In recent years, global partnerships and action plans have been launched to accelerate progress toward gender parity. Notably, in 2021 the Generation Equality Forum convened by UN Women and co-hosted by the governments of Mexico and France became a major international effort to catalyze gender equality efforts. The Forum culminated in Paris in July 2021 with the announcement of a Global Acceleration Plan for Gender Equality and nearly US$40 billion in pledged investments to advance women's rights. This five-year action plan (running through 2026) mobilizes governments, civil society, and the private sector to tackle critical barriers to gender equality, from gender-based violence to economic and educational disparities. The timing of this initiative was significant: it arrived as the world was grappling with the COVID-19 pandemic, which disproportionately affected women and girls (through increased caregiving burdens, job losses, and gender-based violence during lockdowns). The Generation Equality commitments thus also emphasized gender-responsive recovery measures so that women and girls are not left behind in post-pandemic rebuilding. Through its six Action Coalitions and a Compact on Women, Peace and Security, the Forum outlined concrete targets – for example, improving women's economic opportunities, ending violence against women, and promoting women's leadership in climate action – to be achieved by 2026. The Generation Equality Forum represents a renewed global resolve, 25 years after the landmark 1995 Beijing Conference, to inject resources and accountability into achieving gender equality within the current decade.

=== Promoting gender equality in science ===
In September 2020, a coalition of leading international scientific organizations established the Standing Committee for Gender Equality in Science (SCGES) as part of the follow-up to a project called "A Global Approach to the Gender Gap in Mathematical, Computing, and Natural Sciences." The SCGES was created to promote equal access for women and girls to science education and careers, and to coordinate global efforts in fostering gender equality within scientific fieldsgender-equality-in-science.org. This committee serves as an interdisciplinary network connecting scientific unions and societies, aimed at sharing best practices and developing joint strategies to reduce the gender gap in STEM disciplines. One of SCGES's key initiatives, in collaboration with the International Science Council (ISC), is a project titled "Women Scientists Around the World: Strategies for Gender Equality." This initiative is a series of articles based on interviews with women scientists across various disciplines and regions – many of whom have attained leadership positions in science – to explore the drivers of success, the challenges they have faced, and the strategies that can advance gender parity in scientific organizations. By documenting personal stories and qualitative insights from different countries, the series sheds light on persistent obstacles (such as bias, lack of support, or structural barriers) and highlights effective approaches to overcome them. The establishment of SCGES and its programs signifies a growing recognition that achieving gender equality in science requires targeted action, from mentoring and visibility for women scientists to policy changes within scientific institutions. These efforts complement broader gender equality campaigns, ensuring that progress includes the scientific and technical sectors which are crucial for innovation and development.

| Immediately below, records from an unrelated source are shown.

use std::cmp::Ordering;
use std::sync::{Arc, Mutex};

use tracing::debug;

use cadence_core::{models::Task, traits::SchedulePolicy, SchedulerError, SchedulerResult, TaskList};

pub const FIRST_IN_FIRST_OUT: &str = "first_in_first_out";
pub const FIRST_IN_LAST_OUT: &str = "first_in_last_out";
pub const ROUND_ROBIN: &str = "round_robin";
pub const DEADLINE: &str = "deadline";
pub const IDLE: &str = "idle";
pub const NICE: &str = "nice";
pub const MEMORY_USAGE: &str = "memory_usage";
pub const EXECUTION_DURATION: &str = "execution_duration";
pub const BATCH: &str = "batch";

const UNTAGGED: &str = "untagged";

/// 空值排在最后的升序比较
fn ascending_none_last<T: PartialOrd>(a: Option<T>, b: Option<T>) -> Ordering {
    match (a, b) {
        (Some(a), Some(b)) => a.partial_cmp(&b).unwrap_or(Ordering::Equal),
        (Some(_), None) => Ordering::Less,
        (None, Some(_)) => Ordering::Greater,
        (None, None) => Ordering::Equal,
    }
}

fn descending_none_last<T: PartialOrd>(a: Option<T>, b: Option<T>) -> Ordering {
    match (a, b) {
        (Some(a), Some(b)) => b.partial_cmp(&a).unwrap_or(Ordering::Equal),
        (a, b) => ascending_none_last(a, b),
    }
}

fn sorted_by<F>(mut tasks: TaskList, compare: F) -> TaskList
where
    F: FnMut(&Task, &Task) -> Ordering,
{
    tasks.sort_by(compare);
    tasks
}

/// 先进先出：按 `scheduled_at` 升序
pub struct FirstInFirstOutPolicy;

/// 先进后出：按 `scheduled_at` 降序
pub struct FirstInLastOutPolicy;

/// 截止时间：按 `execution_end_date` 升序，没有截止时间的排最后
pub struct DeadlinePolicy;

/// 空闲：按优先级升序
pub struct IdlePolicy;

/// 按 nice 值升序，未设置视为 0
pub struct NicePolicy;

/// 按上次执行的内存占用升序
pub struct MemoryUsagePolicy;

/// 按上次执行耗时升序
pub struct ExecutionDurationPolicy;

macro_rules! simple_policy {
    ($policy:ident, $name:expr, |$a:ident, $b:ident| $compare:expr) => {
        impl $policy {
            pub fn new() -> Self {
                Self
            }
        }

        impl Default for $policy {
            fn default() -> Self {
                Self::new()
            }
        }

        impl SchedulePolicy for $policy {
            fn sort(&self, tasks: TaskList) -> SchedulerResult<TaskList> {
                Ok(sorted_by(tasks, |$a: &Task, $b: &Task| $compare))
            }

            fn name(&self) -> &str {
                $name
            }
        }
    };
}

simple_policy!(FirstInFirstOutPolicy, FIRST_IN_FIRST_OUT, |a, b| {
    ascending_none_last(a.scheduled_at, b.scheduled_at)
});

simple_policy!(FirstInLastOutPolicy, FIRST_IN_LAST_OUT, |a, b| {
    descending_none_last(a.scheduled_at, b.scheduled_at)
});

simple_policy!(DeadlinePolicy, DEADLINE, |a, b| {
    ascending_none_last(a.execution_end_date, b.execution_end_date)
});

simple_policy!(IdlePolicy, IDLE, |a, b| a.priority().cmp(&b.priority()));

simple_policy!(NicePolicy, NICE, |a, b| {
    a.nice().unwrap_or(0).cmp(&b.nice().unwrap_or(0))
});

simple_policy!(MemoryUsagePolicy, MEMORY_USAGE, |a, b| {
    a.execution_memory_usage
        .unwrap_or(0)
        .cmp(&b.execution_memory_usage.unwrap_or(0))
});

simple_policy!(ExecutionDurationPolicy, EXECUTION_DURATION, |a, b| {
    a.execution_computation_time
        .unwrap_or(0.0)
        .partial_cmp(&b.execution_computation_time.unwrap_or(0.0))
        .unwrap_or(Ordering::Equal)
});

/// 轮询策略
///
/// 按第一个标签分组（无标签归入 `untagged`），依次从每组取一个任务交错排列。
/// 起始分组在每次排序后轮换，游标保存在实例上。
pub struct RoundRobinPolicy {
    cursor: Mutex<usize>,
}

impl RoundRobinPolicy {
    pub fn new() -> Self {
        Self {
            cursor: Mutex::new(0),
        }
    }
}

impl Default for RoundRobinPolicy {
    fn default() -> Self {
        Self::new()
    }
}

impl SchedulePolicy for RoundRobinPolicy {
    fn sort(&self, tasks: TaskList) -> SchedulerResult<TaskList> {
        if tasks.is_empty() {
            return Ok(tasks);
        }

        let mut groups: Vec<(String, Vec<Task>)> = Vec::new();
        for task in tasks {
            let key = task.first_tag().unwrap_or(UNTAGGED).to_string();
            match groups.iter_mut().find(|(k, _)| *k == key) {
                Some((_, members)) => members.push(task),
                None => groups.push((key, vec![task])),
            }
        }

        let start = {
            let mut cursor = self.cursor.lock().unwrap_or_else(|e| e.into_inner());
            let start = *cursor % groups.len();
            *cursor = cursor.wrapping_add(1);
            start
        };
        groups.rotate_left(start);

        debug!(
            "轮询策略起始分组: {} (共 {} 组)",
            groups[0].0,
            groups.len()
        );

        let mut queues: Vec<std::vec::IntoIter<Task>> = groups
            .into_iter()
            .map(|(_, members)| members.into_iter())
            .collect();

        let mut sorted = TaskList::new();
        loop {
            let mut progressed = false;
            for queue in queues.iter_mut() {
                if let Some(task) = queue.next() {
                    sorted.add(task);
                    progressed = true;
                }
            }
            if !progressed {
                break;
            }
        }

        Ok(sorted)
    }

    fn name(&self) -> &str {
        ROUND_ROBIN
    }
}

/// 批处理策略
///
/// 按固定窗口切分任务，窗口之间保持原有顺序，窗口内交给内部策略排序。
pub struct BatchPolicy {
    batch_size: usize,
    inner: Arc<dyn SchedulePolicy>,
}

impl BatchPolicy {
    pub const DEFAULT_BATCH_SIZE: usize = 10;

    pub fn new(batch_size: usize, inner: Arc<dyn SchedulePolicy>) -> SchedulerResult<Self> {
        if batch_size == 0 {
            return Err(SchedulerError::InvalidArgument(
                "批处理窗口大小必须大于0".to_string(),
            ));
        }
        Ok(Self { batch_size, inner })
    }

    pub fn batch_size(&self) -> usize {
        self.batch_size
    }
}

impl Default for BatchPolicy {
    fn default() -> Self {
        Self {
            batch_size: Self::DEFAULT_BATCH_SIZE,
            inner: Arc::new(IdlePolicy::new()),
        }
    }
}

impl SchedulePolicy for BatchPolicy {
    fn sort(&self, tasks: TaskList) -> SchedulerResult<TaskList> {
        if tasks.is_empty() {
            return Ok(tasks);
        }

        let mut sorted = TaskList::new();
        for window in tasks.chunk(self.batch_size)? {
            sorted.add_all(self.inner.sort(window)?);
        }
        Ok(sorted)
    }

    fn name(&self) -> &str {
        BATCH
    }
}
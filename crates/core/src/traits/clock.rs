use std::sync::Mutex;

use chrono::{DateTime, Duration, Utc};

/// 时间来源，测试时可替换
pub trait Clock: Send + Sync {
    fn now(&self) -> DateTime<Utc>;
}

/// 系统时钟
#[derive(Debug, Clone, Copy, Default)]
pub struct SystemClock;

impl Clock for SystemClock {
    fn now(&self) -> DateTime<Utc> {
        Utc::now()
    }
}

/// 可手动设置的时钟
#[derive(Debug)]
pub struct MockClock {
    now: Mutex<DateTime<Utc>>,
}

impl MockClock {
    pub fn new(now: DateTime<Utc>) -> Self {
        Self {
            now: Mutex::new(now),
        }
    }

    pub fn set(&self, now: DateTime<Utc>) {
        let mut current = self.now.lock().unwrap_or_else(|e| e.into_inner());
        *current = now;
    }

    pub fn advance(&self, duration: Duration) {
        let mut current = self.now.lock().unwrap_or_else(|e| e.into_inner());
        *current += duration;
    }
}

impl Clock for MockClock {
    fn now(&self) -> DateTime<Utc> {
        *self.now.lock().unwrap_or_else(|e| e.into_inner())
    }
}
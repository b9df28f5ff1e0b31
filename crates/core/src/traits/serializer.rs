use crate::models::Task;
use crate::SchedulerResult;

/// 任务序列化接口，供持久化传输层使用
pub trait TaskSerializer: Send + Sync {
    fn serialize(&self, task: &Task) -> SchedulerResult<Vec<u8>>;

    fn deserialize(&self, bytes: &[u8]) -> SchedulerResult<Task>;
}
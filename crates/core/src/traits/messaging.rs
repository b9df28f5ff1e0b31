use async_trait::async_trait;
use serde::{Deserialize, Serialize};

use crate::events::SchedulerEvent;
use crate::SchedulerResult;

/// 事件分发器，发布即忘
pub trait EventDispatcher: Send + Sync {
    fn dispatch(&self, event: SchedulerEvent);
}

/// 通过消息总线投递的消息
#[derive(Debug, Clone, Serialize, Deserialize, PartialEq)]
#[serde(tag = "type", rename_all = "snake_case")]
pub enum SchedulerMessage {
    /// 异步重新调度任务
    Yield { task_name: String },
    /// 任务携带的任意消息
    Payload { body: serde_json::Value },
}

/// 消息总线
#[async_trait]
pub trait MessageBus: Send + Sync {
    async fn dispatch(&self, message: SchedulerMessage) -> SchedulerResult<()>;
}

/// 通知发送接口
#[async_trait]
pub trait Notifier: Send + Sync {
    async fn send(&self, subject: &str, recipients: &[String]) -> SchedulerResult<()>;
}
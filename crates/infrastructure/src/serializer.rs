use cadence_core::{models::Task, traits::TaskSerializer, SchedulerResult};

/// JSON 任务序列化
///
/// 反序列化后会校验任务约束，损坏或被手工修改的任务文件不会进入调度。
#[derive(Debug, Default, Clone, Copy)]
pub struct JsonTaskSerializer {
    pretty: bool,
}

impl JsonTaskSerializer {
    pub fn new() -> Self {
        Self { pretty: true }
    }

    pub fn compact() -> Self {
        Self { pretty: false }
    }
}

impl TaskSerializer for JsonTaskSerializer {
    fn serialize(&self, task: &Task) -> SchedulerResult<Vec<u8>> {
        let bytes = if self.pretty {
            serde_json::to_vec_pretty(task)?
        } else {
            serde_json::to_vec(task)?
        };
        Ok(bytes)
    }

    fn deserialize(&self, bytes: &[u8]) -> SchedulerResult<Task> {
        let task: Task = serde_json::from_slice(bytes)?;
        task.validate()?;
        Ok(task)
    }
}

Gender equity is defined as fairness and justice in distributing benefits and responsibilities among all genders as a means to obtaining gender equality.

===Gender equity in legal professions===
Within the legal profession, issues of equity remain unevenly experienced across genders in career tiers. Despite decades of women entering law schools in equal or greater numbers than men, disparities in long-term career advancement persist. While women account for approximately half of all law school graduates in the United States and Canada, their representation drops at senior levels. In large United States law firms, women make up roughly one-third of associates but only 15% of partners, and declines to 6% at the managing partner positions. Similarly, female attorneys who transition from private law firms to in-house corporate legal departments experience persistent pay gaps that widen the longer they stay.

A primary factor limiting women's representation in senior roles can be attributed to the "motherhood penalty". Working mothers often face heavy demands at home while dealing with high pressures to produce results at work. This has been associated with difficulty balancing career with childcare, leading many women to take a career break or reduce working hours. However, getting promoted usually requires working for certain amount of hours and being present at the work. Women also leave private law firms at significantly higher rates than men. Research on lawyers in Ontario found that women left private practice at a rate 46% higher than men. Unlike male lawyers, women continued to leave private law firms long after the typical partnership window had passed. This rate of departure reduces the number of women available to move into senior leadership roles over time. Workplace discrimination and marginalization are also major causes of these departures. Female attorneys who reported being excluded from important files, passed over for client responsibilities, or were subjected to unfair treatment were far more likely to leave private practice. Additionally, male lawyers mostly control access to major clients and client recruitment. Because client recruitment is one of the strongest predictors of whether a lawyer stays at a firm or not, this places them at a disadvantage early in their careers.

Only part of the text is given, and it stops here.